In summary, we showed that MeHg exposure induced a dose-dependent decrease in cell viability, migration, tube formation on Matrigel and NO production. MeHg exposure also elicited a decrease in MARCKS expression and an increase in MARCKS phosphorylation in EA.hy926 cells. Furthermore, alteration of MeHg-induced decrease in cell viability and NO production was observed in cells with MARCKS knockdown or overexpression.

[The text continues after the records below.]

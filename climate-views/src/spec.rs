//! Renderable view specifications.
//!
//! All structs derive `Serialize` so the web shell can hand them to D3.js as
//! JSON without further translation.

use climate_obs::{Cell, City, TableRow};
use serde::Serialize;
use std::collections::BTreeMap;

/// How a chart is drawn.
#[derive(Debug, Clone, PartialEq, Serialize)]
#[serde(tag = "type", rename_all = "snake_case")]
pub enum ChartKind {
    /// One bar per (x, series), bars of a category side by side
    GroupedBar,
    Line { markers: bool },
    /// Countries colored by value on a sequential scale
    Choropleth { color_scale: String },
}

/// A single (x, y) data point. `x` is a category such as a month label or a country.
#[derive(Debug, Clone, PartialEq, Serialize)]
pub struct Point {
    pub x: String,
    pub y: f64,
}

/// One colored series, usually one city.
#[derive(Debug, Clone, PartialEq, Serialize)]
pub struct Series {
    pub name: String,
    pub color: String,
    pub points: Vec<Point>,
}

/// Everything a renderer needs to draw one chart.
#[derive(Debug, Clone, PartialEq, Serialize)]
#[serde(rename_all = "camelCase")]
pub struct ChartSpec {
    pub kind: ChartKind,
    pub title: String,
    pub x_label: String,
    pub y_label: String,
    pub series: Vec<Series>,
}

impl ChartSpec {
    /// A chart with labels and no series yet.
    pub fn new(kind: ChartKind, title: impl Into<String>, x_label: &str, y_label: &str) -> Self {
        ChartSpec {
            kind,
            title: title.into(),
            x_label: x_label.to_string(),
            y_label: y_label.to_string(),
            series: Vec::new(),
        }
    }

    /// Group (city, point) pairs into one series per city, in first-appearance order.
    pub fn with_city_series(mut self, points: impl IntoIterator<Item = (City, Point)>) -> Self {
        for (city, point) in points {
            match self.series.iter_mut().find(|s| s.name == city.name()) {
                Some(series) => series.points.push(point),
                None => self.series.push(Series {
                    name: city.name().to_string(),
                    color: city.color().to_string(),
                    points: vec![point],
                }),
            }
        }
        self
    }

    pub fn point_count(&self) -> usize {
        self.series.iter().map(|s| s.points.len()).sum()
    }
}

/// A table: ordered column list plus one column->cell mapping per row.
#[derive(Debug, Clone, PartialEq, Serialize)]
pub struct TableSpec {
    pub title: String,
    pub columns: Vec<String>,
    pub rows: Vec<BTreeMap<String, Cell>>,
}

impl TableSpec {
    pub fn from_rows<'a>(
        title: impl Into<String>,
        columns: &[String],
        rows: impl IntoIterator<Item = TableRow<'a>>,
    ) -> Self {
        TableSpec {
            title: title.into(),
            columns: columns.to_vec(),
            rows: rows
                .into_iter()
                .map(|row| {
                    row.entries()
                        .map(|(column, cell)| (column.to_string(), cell.clone()))
                        .collect()
                })
                .collect(),
        }
    }
}

/// The content of one output slot.
#[derive(Debug, Clone, PartialEq, Serialize)]
#[serde(tag = "view", content = "spec", rename_all = "snake_case")]
pub enum View {
    Chart(ChartSpec),
    Table(TableSpec),
}

impl View {
    pub fn as_chart(&self) -> Option<&ChartSpec> {
        match self {
            View::Chart(chart) => Some(chart),
            View::Table(_) => None,
        }
    }

    pub fn as_table(&self) -> Option<&TableSpec> {
        match self {
            View::Table(table) => Some(table),
            View::Chart(_) => None,
        }
    }

    /// JSON for the D3 renderer.
    pub fn to_json(&self) -> serde_json::Result<String> {
        serde_json::to_string(self)
    }
}

#[cfg(test)]
mod tests {
    use super::*;

    fn point(x: &str, y: f64) -> Point {
        Point { x: x.to_string(), y }
    }

    #[test]
    fn city_series_group_in_first_appearance_order() {
        let chart = ChartSpec::new(ChartKind::GroupedBar, "t", "Month", "°C").with_city_series([
            (City::Madrid, point("Jan", 6.3)),
            (City::Berlin, point("Jan", 0.8)),
            (City::Madrid, point("Feb", 7.9)),
        ]);
        assert_eq!(chart.series.len(), 2);
        assert_eq!(chart.series[0].name, "Madrid");
        assert_eq!(chart.series[0].color, "#ffb347");
        assert_eq!(chart.series[0].points.len(), 2);
        assert_eq!(chart.series[1].name, "Berlin");
        assert_eq!(chart.point_count(), 3);
    }

    #[test]
    fn chart_json_shape() {
        let view = View::Chart(
            ChartSpec::new(ChartKind::Line { markers: true }, "Max", "Month", "°C")
                .with_city_series([(City::Paris, point("Jan", 9.7))]),
        );
        let json: serde_json::Value = serde_json::from_str(&view.to_json().unwrap()).unwrap();
        assert_eq!(json["view"], "chart");
        assert_eq!(json["spec"]["kind"]["type"], "line");
        assert_eq!(json["spec"]["kind"]["markers"], true);
        assert_eq!(json["spec"]["xLabel"], "Month");
        assert_eq!(json["spec"]["series"][0]["points"][0]["y"], 9.7);
    }

    #[test]
    fn table_rows_map_columns_to_cells() {
        let table = climate_obs::Table::from_csv("t", "month,Berlin\nJan,0.8\n").unwrap();
        let spec = TableSpec::from_rows("Monthly", table.columns(), table.iter());
        assert_eq!(spec.columns, vec!["month", "Berlin"]);
        assert_eq!(spec.rows[0]["Berlin"], Cell::Float(0.8));
        let view = View::Table(spec);
        assert!(view.as_chart().is_none());
        assert_eq!(view.as_table().map(|t| t.rows.len()), Some(1));
    }
}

The findings of our study suggest the broad role of MARCKS in endothelial cell functions and show that MARCKS is involved in MeHg-induced toxicity in endothelial cells. It has been reported that MARCKS plays roles in cell proliferation, migration and tube formation of endothelial cells through the regulation of actin polymerization and sequestering phospholipid phosphatidylinositol 4,5-bisphosphate [17, 48]. Future studies are needed to determine the precise roles of MARCKS on the toxicity of MeHg on endothelial cells.